Feature Request(s): Address-list quality of life improvements

qoole · June 23, 2016, 11:13am

Hiya,

First off - THANK YOU for the DNS resolving address-lists - this makes whitelisting domains (for things like Chromebooks) SO SIMPLE.
I have a couple of requests for quality of life improvements for the winbox/webfig interfaces as follows:

1.
A tree based system for address-lists.
The “trunk” of the tree being the address-list name, then expanded one layer to show the ip-only entries above dns entries then expanded to the third layer (yes, we’re going three layers deep) to show ip addresses of those dns entries.
This would make it a great deal easier to manage instead of the mess that the current list shows.
It should be doable without having to change the way the internals of the address-lists work. DNS Entries already add a ‘comment’ to an IP entry to show which domain they belong to. So use that to work out where in the tree they live.

2.
If a DNS entry resolves to an IP address already contained within the list - could it be added anyway but disabled just as a visual reference that there is no issue with the DNS entry (eg. typo). It would have to be automatically re-enabled if the address disappeared from the list.

chromebook_bypass
 |---<IP ADDRESS HERE>
 |
 |---accounts.google.com
 | |----216.58.213.141
 |
 |---clients1.google.com
 | |----62.252.169.163
 | |----62.252.169.162
 | |----62.252.169.173
 | |----62.252.169.148
 | |----62.252.169.187
 | |----62.252.169.182
 | |----62.252.169.172
 | |----62.252.169.167
 | |----62.252.169.177
 | |----62.252.169.152
 | |----62.252.169.158
 | |----62.252.169.178
 | |----62.252.169.183
 | |----62.252.169.168
 | |----62.252.169.157
 | |----62.252.169.153
 |
 |---clients2.google.com
 | |----62.252.169.163*
 | |----62.252.169.162*
 | |----62.252.169.173*
 | |----62.252.169.148*
 | |----62.252.169.187*
 | |----62.252.169.182*
 | |----62.252.169.172*
 | |----62.252.169.167*
 | |----62.252.169.177*
 | |----62.252.169.152*
 | |----62.252.169.158*
 | |----62.252.169.178*
 | |----62.252.169.183*
 | |----62.252.169.168*
 | |----62.252.169.157*
 | |----62.252.169.153*

IP Addresses marked with a * are disabled because they appear elsewhere in the address-list already

Thanks,

Alex

nz_monkey · June 23, 2016, 11:51am

+1

For my sanity and eye sight!

pe1chl · June 23, 2016, 12:24pm

Actually I am surprised that it works at all for that purpose.
Those DNS replies are a subset of a large list and differ for every request. It is their method of loadbalancing and redundancy.
When the MikroTIk is the DNS server for the local equipment it could work because the address list and the client see the same
cached DNS results, but a Chromebook will normally request its DNS from 8.8.8.8 directly so there is no guarantee whatsoever that
the address-list in the MikroTik has the same content as the addresses seen by the Chromebook.

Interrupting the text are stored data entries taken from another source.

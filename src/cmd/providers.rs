use std::path::Path;

use anyhow::{Context, Result};
use tokio_util::sync::CancellationToken;

use reelsource::ResilientFetcher;

use super::{load_settings, open_registry};

pub async fn cmd_list(config_dir: &Path) -> Result<()> {
    let registry = open_registry(config_dir)?;
    let providers = registry.list().await;
    if providers.is_empty() {
        println!("No providers installed");
        return Ok(());
    }

    for p in &providers {
        let types = p.supported_types.iter().cloned().collect::<Vec<_>>().join(",");
        let streams = if p.stream_capable { "" } else { " (no streams)" };
        println!("{:<32} {:<24} v{:<8} [{types}]{streams}", p.id, p.name, p.version);
        println!("    {}", p.original_manifest_url);
    }
    println!("\n({} providers)", providers.len());
    Ok(())
}

pub async fn cmd_install(config_dir: &Path, url: &str) -> Result<()> {
    let settings = load_settings(config_dir)?;
    let registry = open_registry(config_dir)?;
    let fetcher =
        ResilientFetcher::with_proxies(settings.proxy_routes(), settings.selected_proxy.clone())?;

    let provider = registry
        .install(&fetcher, url, &CancellationToken::new())
        .await
        .with_context(|| format!("failed to install {url}"))?;

    println!("✅ Installed {} ({}) v{}", provider.name, provider.id, provider.version);
    Ok(())
}

pub async fn cmd_remove(config_dir: &Path, id: &str) -> Result<()> {
    let registry = open_registry(config_dir)?;
    if registry.remove(id).await? {
        println!("🗑️  Removed {id}");
    } else {
        anyhow::bail!("no provider with id {id}");
    }
    Ok(())
}
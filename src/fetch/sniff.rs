//! Detection of HTML error pages served where JSON was expected.
//!
//! Relays and CDNs answer failures with `200 OK` and a challenge or error
//! page, so a status check alone is not enough.

/// Bytes inspected at the head of a body.
const SNIFF_WINDOW: usize = 512;

/// Returns why the response is not JSON, or `None` if it looks acceptable.
pub fn reject_non_json(content_type: Option<&str>, body: &[u8]) -> Option<String> {
    if let Some(ct) = content_type {
        let ct = ct.to_ascii_lowercase();
        if ct.starts_with("text/html") || ct.starts_with("application/xhtml") {
            return Some(format!("content-type {ct}"));
        }
    }

    let head = &body[..body.len().min(SNIFF_WINDOW)];
    let first = head.iter().position(|b| !b.is_ascii_whitespace());
    match first {
        None => Some("empty body".to_string()),
        Some(i) if head[i] == b'<' => {
            let snippet = String::from_utf8_lossy(&head[i..head.len().min(i + 15)]).into_owned();
            Some(format!("markup body starting with {snippet:?}"))
        }
        Some(_) => None,
    }
}

#[cfg(test)]
mod tests {
    use super::*;

    #[test]
    fn accepts_json() {
        assert_eq!(reject_non_json(Some("application/json"), br#"{"streams":[]}"#), None);
        assert_eq!(reject_non_json(None, b"  [1,2]"), None);
    }

    #[test]
    fn rejects_html_content_type() {
        assert!(reject_non_json(Some("text/html; charset=utf-8"), b"{}").is_some());
    }

    #[test]
    fn rejects_markup_masquerading_as_json() {
        let body = b"\n  <!DOCTYPE html><html><body>Just a moment...</body></html>";
        let reason = reject_non_json(Some("application/json"), body).unwrap();
        assert!(reason.contains("<!DOCTYPE"));
    }

    #[test]
    fn rejects_empty_body() {
        assert!(reject_non_json(Some("application/json"), b"   ").is_some());
    }
}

qoole · June 23, 2016, 12:29pm

It was only an example. They have to go through internal DNS so that’s probably why. No access to WAN at all except the IPs in the address_list.

Not the subject of this post anyway - if you want to talk further, PM me.

qoole · June 26, 2017, 12:56pm

Just a quick bump, almost exactly a year later. Is this something that could be implemented?